Am Russischen Haus
Polizei mit voller Härte gegen feiernde Ukraine-Unterstützer
Aktualisiert am 06.09.2026 – 10:01 UhrLesedauer: 4 Min.

Zwischen fröhlichem Anstoßen mit Sekt und hartem Aufschlag auf dem Boden lagen wenige Augenblicke: Die Berliner Polizei beendet ein Treffen von Gegnern des Russischen Hauses mit Gewalt, als diese bereits dabei waren, zu gehen.
Polizeieinsätze gegen pro-ukrainische Demonstranten am Russischen Haus in Berlin am Freitag haben neue Diskussionen über das Vorgehen der Polizei dort ausgelöst. Das Landeskriminalamt (LKA) ermittelt nun in den Reihen der Polizei wegen möglicher Körperverletzung im Amt. Das Vorgehen der Polizisten könnte nicht mehr verhältnismäßig gewesen sein.

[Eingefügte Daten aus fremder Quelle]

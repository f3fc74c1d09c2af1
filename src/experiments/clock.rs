use std::sync::atomic::{AtomicI64, Ordering};

/// Source of "now" in milliseconds since the Unix epoch.
pub trait Clock: Send + Sync {
    fn now_ms(&self) -> i64;
}

#[derive(Debug, Default, Clone, Copy)]
pub struct SystemClock;

impl Clock for SystemClock {
    fn now_ms(&self) -> i64 {
        chrono::Utc::now().timestamp_millis()
    }
}

/// Clock that only moves when told to. Used to drive duration expiry in tests.
#[derive(Debug, Default)]
pub struct ManualClock {
    now: AtomicI64,
}

impl ManualClock {
    pub fn new(start_ms: i64) -> Self {
        Self {
            now: AtomicI64::new(start_ms),
        }
    }

    pub fn set(&self, now_ms: i64) {
        self.now.store(now_ms, Ordering::SeqCst);
    }

    pub fn advance(&self, delta_ms: i64) {
        self.now.fetch_add(delta_ms, Ordering::SeqCst);
    }
}

impl Clock for ManualClock {
    fn now_ms(&self) -> i64 {
        self.now.load(Ordering::SeqCst)
    }
}
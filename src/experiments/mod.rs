pub mod aggregator;
pub mod allocation;
pub mod clock;
pub mod config;
pub mod lifecycle;
pub mod results;
pub mod stats;
pub mod store;
pub mod winner;

pub use lifecycle::ExperimentManager;
pub use store::{ExperimentRepository, ExperimentStore};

Videoaufnahmen zeigen, wie Beamte gegen den Aktivisten Henry Lindemeier rabiat vorgehen, der seit 2024 regelmäßig dort demonstriert, sowie gegen seine Partnerin. Beide wurden zu Boden geworfen, bei ihr wurde danach ein Bruch des Handknochens im Krankenhaus festgestellt.
Die Szenen ereigneten sich im Zusammenhang mit einer Demonstration aus dem BSW-Umfeld, die unter dem Motto „Brücken statt Mauern“ zur Solidarität mit dem Russischen Haus stattfand. Es gab mehrere Gegendemos und eine Dauerkundgebung unter dem Motto „Russisches Haus schließen“. Die Einsätze erfolgten wenige Tage, nachdem t-online in einem Bericht fragwürdige Verfahren gegen Gegner des Russischen Hauses öffentlich gemacht hatte.
Am Freitagabend wurde Lindemeier zweimal festgenommen. Am frühen Abend hatte die Polizei ihn sechs Minuten nach seiner Ankunft vor dem Russischen Haus neben einer Gruppe von pro-ukrainischen Demonstranten weggeschubst. Der für Lindemeier in der Vergangenheit tätige Anwalt Christian Wolf kündigte an, diese Maßnahme der Polizei hinsichtlich ihrer Rechtmäßigkeit gerichtlich klären zu lassen. Die Polizei hatte bereits nach einem früheren Einsatz einräumen müssen, dass eine Festnahme und erkennungsdienstliche Behandlung Lindemeiers rechtswidrig gewesen war.
Lindemeier hatte nach seiner Darstellung eine Einzelkundgebung abhalten wollen: Eine einzelne Person muss eine Versammlung nicht anmelden. Diese Kundgebung wurde ihm verwehrt. Daraufhin erklärte er nach Darstellung von Zeugen aus seinem Umfeld, er gehe sofort, wenn ihm formal ein Platzverweis erteilt werde.
Dazu kam es aber nicht. Die Polizisten schubsten ihn, wie in dem Video zu sehen ist, führten ihn um das Gebäude und nahmen ihn zu einer erkennungsdienstlichen Behandlung mit auf eine Polizeiwache.
Als er wieder auf freiem Fuß war, stand Lindemeier nach Ende der eigentlichen Versammlungen mit einer Gruppe Bekannter erneut vor dem Gebäude. Anwalt Wolf spricht von „verstörenden Bildern“ und „einer Polizei, vor der man als Bürger Angst haben muss. Oder soll.“
Die Stimmung war offenbar zunächst fröhlich und ausgelassen. Die Gruppe hatte eine Sektflasche geöffnet und sich vor dem Gebäude der russischen Regierung Gläser eingeschenkt, wie Videos zeigen. Dort sollte ein Foto entstehen, weil nach zweieinhalb Jahren des Protests gegen das Russische Haus die Bundesregierung die Schließung beschlossen hat.